Double hooks lined both sides of the lecture room doorway. Max found an entirely empty hook, placed his coat on the lower one and his hat above it. He straightened his thickly knotted tie, buttoned his jacket, and crossed the threshold from the coat area into the lecture room. The lights dimmed slightly over the seating area and the podium’s bright light increased, indicating the attendees should find seats. Those who knew one another sat together chatting. Max chose a chair near the back on the far aisle for a quick exit in case he got bored or tired. The woman who guided them to the lecture room, stood near the podium opening a bottle of water. She handed it to a man who Max assumed was Professor Reddington of Bristol.  The man, in his tweedy jacket and leather padded elbows, similar to Max’s professor garb, helped Max to feel at ease in the room of strangers. A flit of himself, basking in the illumination of the podium light before eager questioning young faces, clicked in his mind.  Like the youthful questions he once answered, he now had the question and hoped the man with the elbow patches held the knowledge to getting him back to sleep.

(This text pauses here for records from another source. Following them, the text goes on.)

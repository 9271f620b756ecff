use sea_orm_migration::prelude::*;

use super::m20250801_000001_create_users::Users;

#[derive(DeriveMigrationName)]
pub struct Migration;

#[async_trait::async_trait]
impl MigrationTrait for Migration {
    async fn up(&self, manager: &SchemaManager) -> Result<(), DbErr> {
        manager
            .create_table(
                Table::create()
                    .table(Posts::Table)
                    .if_not_exists()
                    .col(
                        ColumnDef::new(Posts::Id)
                            .integer()
                            .not_null()
                            .auto_increment()
                            .primary_key(),
                    )
                    .col(ColumnDef::new(Posts::UserId).integer().not_null())
                    .col(ColumnDef::new(Posts::Title).string_len(200).not_null())
                    .col(ColumnDef::new(Posts::Content).text().null())
                    .col(
                        ColumnDef::new(Posts::CreatedAt)
                            .date_time()
                            .not_null()
                            .default(Expr::current_timestamp()),
                    )
                    .col(
                        ColumnDef::new(Posts::UpdatedAt)
                            .date_time()
                            .not_null()
                            .default(Expr::current_timestamp()),
                    )
                    .foreign_key(
                        ForeignKey::create()
                            .name("fk_posts_user_id")
                            .from(Posts::Table, Posts::UserId)
                            .to(Users::Table, Users::Id),
                    )
                    .to_owned(),
            )
            .await
    }

    async fn down(&self, manager: &SchemaManager) -> Result<(), DbErr> {
        manager
            .drop_table(Table::drop().table(Posts::Table).to_owned())
            .await
    }
}

#[derive(DeriveIden)]
enum Posts {
    Table,
    Id,
    UserId,
    Title,
    Content,
    CreatedAt,
    UpdatedAt,
}
//! Lead upload endpoint.

use actix_web::http::header;
use actix_web::{HttpRequest, HttpResponse, web};
use futures::future::ready;
use futures::stream::once;
use multer::Multipart;

use glimpse_core::import::parse_lead_csv;
use glimpse_shared::dto::UploadResponse;

use crate::middleware::error::{AppError, AppResult};
use crate::state::AppState;

const FILE_FIELD: &str = "file";

#[derive(Debug, Clone, Copy, PartialEq, Eq)]
enum UploadKind {
    Csv,
    Json,
    Unsupported,
}

/// Classify a part by the essence of its content type.
fn classify(essence: Option<&str>) -> UploadKind {
    match essence {
        Some("text/csv") => UploadKind::Csv,
        Some("application/json") => UploadKind::Json,
        _ => UploadKind::Unsupported,
    }
}

struct UploadedFile {
    filename: Option<String>,
    essence: Option<String>,
    contents: web::Bytes,
}

/// Pull the `file` part out of a buffered multipart body.
async fn read_file_part(req: &HttpRequest, body: web::Bytes) -> AppResult<UploadedFile> {
    let content_type = req
        .headers()
        .get(header::CONTENT_TYPE)
        .and_then(|v| v.to_str().ok())
        .ok_or_else(|| AppError::BadRequest("Expected multipart/form-data".to_string()))?;
    let boundary = multer::parse_boundary(content_type)
        .map_err(|e| AppError::BadRequest(format!("Invalid multipart request: {}", e)))?;

    let stream = once(ready(Ok::<_, std::io::Error>(body)));
    let mut multipart = Multipart::new(stream, boundary);

    while let Some(field) = multipart
        .next_field()
        .await
        .map_err(|e| AppError::BadRequest(format!("Malformed multipart body: {}", e)))?
    {
        if field.name() != Some(FILE_FIELD) {
            continue;
        }
        let filename = field.file_name().map(str::to_string);
        let essence = field.content_type().map(|m| m.essence_str().to_string());
        let contents = field
            .bytes()
            .await
            .map_err(|e| AppError::BadRequest(format!("Malformed multipart body: {}", e)))?;
        return Ok(UploadedFile {
            filename,
            essence,
            contents,
        });
    }

    Err(AppError::BadRequest(format!("Missing '{}' field", FILE_FIELD)))
}

/// Import leads from an uploaded CSV file.
///
/// POST /files/
pub async fn upload_file(
    state: web::Data<AppState>,
    req: HttpRequest,
    body: web::Bytes,
) -> AppResult<HttpResponse> {
    let file = read_file_part(&req, body).await?;

    match classify(file.essence.as_deref()) {
        UploadKind::Csv => {}
        UploadKind::Json => {
            tracing::warn!(
                filename = ?file.filename,
                "JSON uploads are not supported, nothing imported"
            );
            return Ok(HttpResponse::Ok().json(UploadResponse {
                filename: file.filename,
                processed_count: 0,
                status: "unsupported".to_string(),
            }));
        }
        UploadKind::Unsupported => {
            return Err(AppError::BadRequest("Unsupported file type".to_string()));
        }
    }

    let text = std::str::from_utf8(&file.contents)
        .map_err(|e| AppError::BadRequest(format!("File is not valid UTF-8: {}", e)))?;

    let import = parse_lead_csv(text);
    for rejected in &import.rejected {
        tracing::warn!(line = rejected.line, reason = %rejected.reason, "Skipping CSV row");
    }

    let processed_count = state
        .leads
        .upsert_batch(import.leads)
        .await
        .map_err(|e| AppError::Failure(format!("Failed to process file: {}", e)))?;

    tracing::info!(
        filename = ?file.filename,
        processed_count,
        skipped = import.rejected.len(),
        "Lead file imported"
    );

    Ok(HttpResponse::Ok().json(UploadResponse {
        filename: file.filename,
        processed_count,
        status: "success".to_string(),
    }))
}

#[cfg(test)]
mod tests {
    use super::*;

    #[test]
    fn test_classify_by_essence() {
        assert_eq!(classify(Some("text/csv")), UploadKind::Csv);
        assert_eq!(classify(Some("application/json")), UploadKind::Json);
        assert_eq!(classify(Some("text/plain")), UploadKind::Unsupported);
        assert_eq!(classify(None), UploadKind::Unsupported);
    }
}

Professor Reddington moved into place behind the podium. Wilkommen he said.

Max had listened to the overview from his How to Learn English in 30 Lessons review course earlier in the day, thinking the Professor might deliver his lecture in English. The author’s German was impeccable, and Max sighed, relieved he would understand the steps to regaining a full night’s sleep. 

Suggestions started with counting sheep, or any other animal capable of mentally jumping a fence and landing on soft clouds. The professor moved onto methods of meditation and ended with warm milk and chamomile tea. Max uttered a low hmm, as he considered the various possibilities and felt invigorated to try one of the remedies immediately. He could not turn off the light, but perhaps he could turn off his mind, as the Professor suggested. Professor Reddington closed the book, peered over the edge of his brown frames and said coffee would be served in the side room and to please approach him with questions. Chairs shuffled as people stood, stretched, and moved towards the side entrance to the coffee room. Max, satiated with sleeping techniques, feared caffeine and conversation would further disrupt his evening routine, and he needed to try one of the professor’s suggestions.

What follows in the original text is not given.